How can people be so clueless??? See, I associate having a clue with having a certain level of intuition. When you are in love with someone, and you both co-habitate together, to ME it is only natural to be extra sensitive to the needs and feelings of the other person...of course, I am a female, so I am sure that this just went over about 3 million mens heads. The gender gap will never ever make sense to me. It is so mind boggling, that sometimes I truly doubt the existence of God. Why make things so damned difficult, eh?

So, here we are. Day two of this handy dandy new drug. I finished off the beer when I got home, as there was only one left. The only reason the beer was in the fridge to begin with was that last week we attempted beer battered fish and had 4 beers left over.

So, how was today you ask? Tolerable. I still am feeling rather despondent and detatched. I am considering going back to healthy eating and exercise. I need to feel better, allthe way around, not just by drugging it up.

I dont know how to not be so pissed off all the time. When will that change? I sit here now and wonder, why doesnt gary invite me to he imvu chat? Why am i always excluded from everything? Then i ask myself, "why the hell do i care???" Do I really think that they are talking about anything remotely of any interest whatsoever to me? HA! I guess that when you are an intellectual snob like myself you dont have a whole lot of friends.

IS that the true issue here? Am I jealous that he can make friends so easily, and has tons of them, whereas I have like three? It is a Catch-22 truly. I want to have friends and feel loved, but at the same time I don't want to waste my time and energy on people with nothing to say of any sort intelligence of any kind. It makes it very difficult for me to attempt any sort of relationship with anyone when I can't attact people that are of my same mindset.

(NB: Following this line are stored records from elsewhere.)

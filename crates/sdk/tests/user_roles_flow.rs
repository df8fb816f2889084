//! Integration tests for the user management façade using wiremock.
//!
//! These tests mock the cloud gateway to verify that role grant/revoke
//! calls hit the wire with the documented query shape and that HTTP
//! outcomes pass through the envelope untouched.

use falcon_sdk::{Credentials, FalconClient, Params, TransportConfig, UserManagement};
use serde_json::json;
use wiremock::matchers::{body_json, method, path, query_param};
use wiremock::{Mock, MockServer, ResponseTemplate};

/// Helper: creates a client pointed at the given wiremock server.
fn mock_client(server: &MockServer) -> FalconClient {
    let credentials = Credentials::new("mock-token", &server.uri());
    FalconClient::new(credentials, TransportConfig::default()).expect("build client")
}

fn params(value: serde_json::Value) -> Option<Params> {
    Some(value.as_object().expect("params literal").clone())
}

#[tokio::test]
async fn revoke_repeats_each_role_id_in_the_query() {
    let server = MockServer::start().await;
    let users = UserManagement::new(mock_client(&server));

    Mock::given(method("DELETE"))
        .and(path("/user-roles/entities/user-roles/v1"))
        .and(query_param("user_uuid", "U1"))
        .and(query_param("ids", "R1"))
        .and(query_param("ids", "R2"))
        .respond_with(ResponseTemplate::new(200).set_body_json(json!({
            "errors": [],
            "resources": ["R1", "R2"]
        })))
        .mount(&server)
        .await;

    let envelope = users
        .revoke_user_role_ids(params(json!({"user_uuid": "U1", "ids": ["R1", "R2"]})))
        .await
        .expect("dispatch");

    assert_eq!(envelope.status_code, 200);
    assert_eq!(envelope.body["resources"], json!(["R1", "R2"]));
}

#[tokio::test]
async fn grant_sends_query_and_body_together() {
    let server = MockServer::start().await;
    let users = UserManagement::new(mock_client(&server));

    Mock::given(method("POST"))
        .and(path("/user-roles/entities/user-roles/v1"))
        .and(query_param("user_uuid", "U1"))
        .and(body_json(json!({"roleIds": ["security_lead"]})))
        .respond_with(ResponseTemplate::new(200).set_body_json(json!({
            "resources": ["security_lead"]
        })))
        .mount(&server)
        .await;

    let envelope = users
        .grant_user_role_ids(
            params(json!({"user_uuid": "U1"})),
            json!({"roleIds": ["security_lead"]}),
        )
        .await
        .expect("dispatch");

    assert_eq!(envelope.status_code, 200);
    assert_eq!(envelope.body["resources"], json!(["security_lead"]));
}

#[tokio::test]
async fn missing_user_uuid_fails_before_any_request() {
    let server = MockServer::start().await;
    let users = UserManagement::new(mock_client(&server));

    let err = users
        .revoke_user_role_ids(params(json!({"ids": ["R1"]})))
        .await
        .unwrap_err();

    assert_eq!(
        err.to_string(),
        "missing required query parameter: user_uuid"
    );
    let received = server.received_requests().await.expect("recording on");
    assert!(received.is_empty(), "no request should have been sent");
}

#[tokio::test]
async fn forbidden_status_passes_through_unraised() {
    let server = MockServer::start().await;
    let users = UserManagement::new(mock_client(&server));

    Mock::given(method("GET"))
        .and(path("/users/entities/users/v1"))
        .and(query_param("ids", "user-1"))
        .respond_with(ResponseTemplate::new(403).set_body_json(json!({
            "errors": [{"code": 403, "message": "access denied"}],
            "resources": []
        })))
        .mount(&server)
        .await;

    let envelope = users
        .retrieve_user(params(json!({"ids": ["user-1"]})))
        .await
        .expect("dispatch");

    assert_eq!(envelope.status_code, 403);
    assert!(!envelope.is_success());
    assert_eq!(envelope.body["errors"][0]["message"], json!("access denied"));
}

#[tokio::test]
async fn account_wide_listings_need_no_arguments() {
    let server = MockServer::start().await;
    let users = UserManagement::new(mock_client(&server));

    Mock::given(method("GET"))
        .and(path("/users/queries/emails-by-cid/v1"))
        .respond_with(ResponseTemplate::new(200).set_body_json(json!({
            "resources": ["alice@example.com", "bob@example.com"]
        })))
        .mount(&server)
        .await;

    let envelope = users.retrieve_emails_by_cid().await.expect("dispatch");

    assert_eq!(envelope.status_code, 200);
    assert_eq!(
        envelope.body["resources"],
        json!(["alice@example.com", "bob@example.com"])
    );
}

I don't matter, that is what I say to myself when he spends copious amounts of time online with all his friends. I used to be the person he spent all his time with. Now I am just here. I remember when he used to come home and I was the frist person he would talk to. Not anymore. It hurts, I can't deny that. I just want it to stop hurting so much. They get sooo much of this time. I guess we really have nothing to asy to each other - but he honestly doesnt make any sort of effort to include me in anything either. It is as if he doesnt want to bother with me. I am just a hole to fuck. He doesnt get that I want a relationship on a mental level, as well as a physical...do i intimidate him? Is he afraid of looking stupid in front of me? Why did he move up here? I am so confused. I think in time I will slowly not care either way. Time is good like that.

I need to focus on building Heather. Nuturing and becoming the person I really want to be.